WHAT IS NEEDED — Would you copy all lines in the data that contain the word "phrase"?

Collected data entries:
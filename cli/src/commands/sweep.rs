use std::sync::Arc;
use std::sync::atomic::{AtomicUsize, Ordering};

use anyhow::Context;
use tracing::{Instrument, info, info_span, warn};

use adminsweep_common::config::Config;
use adminsweep_core::{Classifier, StopSignal, SweepReport, SweepSession, targets};

use crate::commands::CommandLine;
use crate::terminal::{print, reporter::TerminalReporter, spinner};

pub async fn sweep(commands: &CommandLine, cfg: &Config) -> anyhow::Result<()> {
    print::header("resolving targets", cfg.quiet);
    let source = commands.target_source();
    let resolved = targets::resolve(&source)
        .await
        .context("could not resolve targets")?;

    let session = SweepSession::new(resolved);
    let total: usize = session.targets().len();
    if total == 0 {
        print::no_targets(cfg.quiet);
        return Ok(());
    }

    let transport = commands.transport();
    let executor = transport
        .executor(cfg.probe_timeout)
        .context("could not set up the probe transport")?;
    let matcher = commands
        .denied_text
        .iter()
        .fold(transport.denial_matcher(), |matcher, phrase| {
            matcher.with_phrase(phrase.as_str())
        });

    let unit: &str = if total == 1 { "host" } else { "hosts" };
    info!(
        "Probing {total} {unit} via {transport}, {} at a time",
        cfg.effective_concurrency()
    );
    print::header("sweeping", cfg.quiet);

    let interrupts = Interrupts::default();
    let interrupt = tokio::spawn(stop_on_interrupt(session.stop_signal(), interrupts.clone()));

    let span = info_span!("sweep", indicatif.pb_show = true);
    spinner::init_sweep_progress(&span, total);
    let mut reporter = TerminalReporter::new(span.clone());

    let report: SweepReport = adminsweep_core::sweep(
        session,
        Arc::new(executor),
        Classifier::new(matcher),
        cfg,
        &mut reporter,
    )
    .instrument(span)
    .await;

    interrupt.abort();

    match stop_cause(report.stopped_early, interrupts.interrupted()) {
        Some(StopCause::Interrupted) => {
            warn!("Sweep interrupted, {} targets were never probed", report.skipped)
        }
        Some(StopCause::FirstConfirmed) => info!("Stopped after the first confirmed host"),
        None => {}
    }
    print::summary(&report, cfg.quiet);
    Ok(())
}

/// Ctrl-C presses seen during a sweep. Counted apart from the [`StopSignal`],
/// which stop-on-success may already have triggered.
#[derive(Clone, Debug, Default)]
struct Interrupts {
    presses: Arc<AtomicUsize>,
}

impl Interrupts {
    /// Records a press and stops dispatching. Returns `true` from the second press on.
    fn press(&self, stop: &StopSignal) -> bool {
        stop.trigger();
        self.presses.fetch_add(1, Ordering::AcqRel) > 0
    }

    fn interrupted(&self) -> bool {
        self.presses.load(Ordering::Acquire) > 0
    }
}

#[derive(Clone, Copy, Debug, PartialEq, Eq)]
enum StopCause {
    Interrupted,
    FirstConfirmed,
}

fn stop_cause(stopped_early: bool, interrupted: bool) -> Option<StopCause> {
    match (stopped_early, interrupted) {
        (_, true) => Some(StopCause::Interrupted),
        (true, false) => Some(StopCause::FirstConfirmed),
        (false, false) => None,
    }
}

/// First Ctrl-C stops dispatching; a second one exits immediately.
async fn stop_on_interrupt(stop: StopSignal, interrupts: Interrupts) {
    while tokio::signal::ctrl_c().await.is_ok() {
        if interrupts.press(&stop) {
            std::process::exit(130);
        }
        warn!("Interrupted, waiting for in-flight probes to finish (Ctrl-C again to abort)");
    }
}

// ╔════════════════════════════════════════════╗
// ║ ████████╗███████╗███████╗████████╗███████╗ ║
// ║ ╚══██╔══╝██╔════╝██╔════╝╚══██╔══╝██╔════╝ ║
// ║    ██║   █████╗  ███████╗   ██║   ███████╗ ║
// ║    ██║   ██╔══╝  ╚════██║   ██║   ╚════██║ ║
// ║    ██║   ███████╗███████║   ██║   ███████║ ║
// ║    ╚═╝   ╚══════╝╚══════╝   ╚═╝   ╚══════╝ ║
// ╚════════════════════════════════════════════╝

TASK ANSWER —
        .fold(transport.denial_matcher(), |matcher, phrase| {
            matcher.with_phrase(phrase.as_str())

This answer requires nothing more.